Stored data
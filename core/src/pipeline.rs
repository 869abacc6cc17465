//! Dispatch and decode halves of the request pipeline.
//!
//! # Design
//! `dispatch` is the only part that suspends: it runs attempts through a
//! [`Transport`] under a per-attempt timeout, sleeps between retries, and
//! watches a cancellation token throughout. `decode` is synchronous and works
//! on any `HttpResponse`, so callers that execute requests themselves can use
//! it directly.

use std::time::Duration;

use serde::de::DeserializeOwned;
use serde::Deserialize;
use tokio::time::Instant;
use tokio_util::sync::CancellationToken;
use tracing::{debug, warn};

use crate::config::RetryPolicy;
use crate::error::{ApiError, ErrorDetail, Result, TransportError, UNKNOWN_ERROR_CODE};
use crate::http::{find_header, HttpRequest, HttpResponse};
use crate::operation::Operation;
use crate::transport::Transport;

/// Status, headers and decoded payload of one call.
///
/// `payload` is `None` when a successful response had no body.
#[derive(Debug, Clone, PartialEq)]
pub struct ResponseEnvelope<T> {
    pub status: u16,
    pub headers: Vec<(String, String)>,
    pub payload: Option<T>,
}

impl<T> ResponseEnvelope<T> {
    pub fn header(&self, name: &str) -> Option<&str> {
        find_header(&self.headers, name)
    }

    pub fn into_payload(self) -> Option<T> {
        self.payload
    }

    /// The payload, or `DecodeFailure` if the body was empty.
    pub fn require_payload(self) -> Result<T> {
        let status = self.status;
        self.payload.ok_or(ApiError::DecodeFailure {
            status,
            reason: "expected a response body, got none".to_string(),
        })
    }

    pub fn map<U>(self, f: impl FnOnce(T) -> U) -> ResponseEnvelope<U> {
        ResponseEnvelope {
            status: self.status,
            headers: self.headers,
            payload: self.payload.map(f),
        }
    }
}

/// Per-call dispatch settings taken from the client configuration.
#[derive(Debug, Clone, Copy)]
pub struct DispatchSettings<'a> {
    pub policy: &'a RetryPolicy,
    pub attempt_timeout: Duration,
    /// Whether failed attempts of this call may be retried at all.
    pub retryable: bool,
}

/// Send `request`, retrying per `settings`, until a response arrives, retries
/// run out, or `cancel` fires.
pub async fn dispatch<T: Transport>(
    transport: &T,
    operation: &Operation,
    request: &HttpRequest,
    settings: DispatchSettings<'_>,
    cancel: &CancellationToken,
) -> Result<HttpResponse> {
    let policy = settings.policy;
    let started = Instant::now();
    let mut attempt: u32 = 0;

    loop {
        attempt += 1;
        let budget = match policy.deadline {
            Some(deadline) => settings
                .attempt_timeout
                .min(deadline.saturating_sub(started.elapsed())),
            None => settings.attempt_timeout,
        };
        debug!(
            operation = operation.name,
            method = %request.method,
            url = %request.url,
            attempt,
            "sending request"
        );

        let outcome = tokio::select! {
            biased;
            _ = cancel.cancelled() => return Err(ApiError::Cancelled),
            result = tokio::time::timeout(budget, transport.send(request)) => {
                result.unwrap_or(Err(TransportError::Timeout(budget)))
            }
        };

        let may_retry = settings.retryable && attempt <= policy.max_retries;
        let delay = policy.backoff(attempt);
        match outcome {
            Ok(response) => {
                if !(may_retry && policy.retries_status(response.status)) {
                    return Ok(response);
                }
                if !fits_deadline(policy, started, delay) {
                    debug!(operation = operation.name, attempt, "deadline reached, returning last response");
                    return Ok(response);
                }
                warn!(
                    operation = operation.name,
                    status = response.status,
                    attempt,
                    max_retries = policy.max_retries,
                    delay_ms = delay.as_millis() as u64,
                    "retryable status, retrying"
                );
            }
            Err(source) => {
                if !may_retry || !source.is_retryable() || !fits_deadline(policy, started, delay) {
                    return Err(ApiError::TransportFailure {
                        attempts: attempt,
                        source,
                    });
                }
                warn!(
                    operation = operation.name,
                    attempt,
                    max_retries = policy.max_retries,
                    delay_ms = delay.as_millis() as u64,
                    error = %source,
                    "request failed, retrying"
                );
            }
        }

        tokio::select! {
            biased;
            _ = cancel.cancelled() => return Err(ApiError::Cancelled),
            _ = tokio::time::sleep(delay) => {}
        }
    }
}

// The next attempt must start, with some budget left, before the deadline.
fn fits_deadline(policy: &RetryPolicy, started: Instant, delay: Duration) -> bool {
    match policy.deadline {
        Some(deadline) => started.elapsed() + delay < deadline,
        None => true,
    }
}

/// Turn a response into an envelope with a typed payload, or an error.
pub fn decode<T: DeserializeOwned>(
    operation: &Operation,
    response: HttpResponse,
) -> Result<ResponseEnvelope<T>> {
    if !response.is_success() {
        return Err(api_error(response));
    }
    if response.status != operation.success_status {
        debug!(
            operation = operation.name,
            expected = operation.success_status,
            status = response.status,
            "success status differs from the documented one"
        );
    }

    let payload = if response.body.iter().all(u8::is_ascii_whitespace) {
        None
    } else {
        let value = serde_json::from_slice(&response.body).map_err(|e| {
            ApiError::DecodeFailure {
                status: response.status,
                reason: format!("{} response: {e}", operation.name),
            }
        })?;
        Some(value)
    };
    debug!(operation = operation.name, status = response.status, has_payload = payload.is_some(), "decoded response");

    Ok(ResponseEnvelope {
        status: response.status,
        headers: response.headers,
        payload,
    })
}

#[derive(Deserialize)]
struct ErrorPayload {
    #[serde(default)]
    code: Option<String>,
    #[serde(default)]
    message: Option<String>,
    #[serde(default)]
    errors: Vec<ErrorDetail>,
}

/// Map a non-2xx response to `ApiError::Api`.
fn api_error(response: HttpResponse) -> ApiError {
    let parsed = serde_json::from_slice::<ErrorPayload>(&response.body)
        .ok()
        .filter(|p| p.code.is_some() || p.message.is_some() || !p.errors.is_empty());

    let (code, message, errors) = match parsed {
        Some(payload) => {
            let first = payload.errors.first();
            let code = payload
                .code
                .or_else(|| first.map(|e| e.code.clone()).filter(|c| !c.is_empty()))
                .unwrap_or_else(|| UNKNOWN_ERROR_CODE.to_string());
            let message = payload
                .message
                .or_else(|| first.map(|e| e.message.clone()))
                .unwrap_or_default();
            (code, message, payload.errors)
        }
        None => (
            UNKNOWN_ERROR_CODE.to_string(),
            String::from_utf8_lossy(&response.body).trim().to_string(),
            Vec::new(),
        ),
    };

    ApiError::Api {
        status: response.status,
        code,
        message,
        errors,
        headers: response.headers,
    }
}
//! Async client for the lakehouse management service.
//!
//! # Overview
//! Every remote call is described by a static [`Operation`] (name, method,
//! path template, documented success status) and assembled with a
//! [`RequestBuilder`]. One shared pipeline builds the request, authenticates
//! it, sends it through a [`Transport`] with retries, and decodes the
//! response into a [`ResponseEnvelope`] or an [`ApiError`].
//!
//! # Design
//! - Request building and response decoding never touch the network. Hosts
//!   that run HTTP themselves use [`LakehouseClient::prepare`] and
//!   [`LakehouseClient::decode`] around their own I/O.
//! - `LakehouseClient` holds only read-only state behind an `Arc`; clones are
//!   cheap and calls may run concurrently.
//! - Resource operations live in [`operations`] as plain builder functions and
//!   as async methods on the client.
//! - DTOs are defined independently from the mock-server crate; integration
//!   tests catch schema drift.

pub mod auth;
pub mod client;
pub mod config;
pub mod error;
pub mod http;
pub mod multipart;
pub mod operation;
pub mod operations;
pub mod patch;
pub mod pipeline;
pub mod transport;
pub mod types;

pub use auth::{ApiKeyAuthenticator, Authenticator, BearerTokenAuthenticator, NoAuth};
pub use client::LakehouseClient;
pub use config::{ClientConfig, ClientConfigBuilder, RetryPolicy, TlsConfig};
pub use error::{ApiError, ErrorDetail, Result, TransportError};
pub use http::{HttpMethod, HttpRequest, HttpResponse};
pub use multipart::{Multipart, Part};
pub use operation::{Operation, RequestBuilder};
pub use operations::catalog::{SchemaRef, TableRef};
pub use patch::{JsonPatchOperation, PatchOp};
pub use pipeline::ResponseEnvelope;
pub use tokio_util::sync::CancellationToken;
pub use transport::{ReqwestTransport, Transport};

» **Goal of the exercise**
Each line above that includes the word "ErrorPayload" is to be copied.

» **Answer box**
struct ErrorPayload {
    let parsed = serde_json::from_slice::<ErrorPayload>(&response.body)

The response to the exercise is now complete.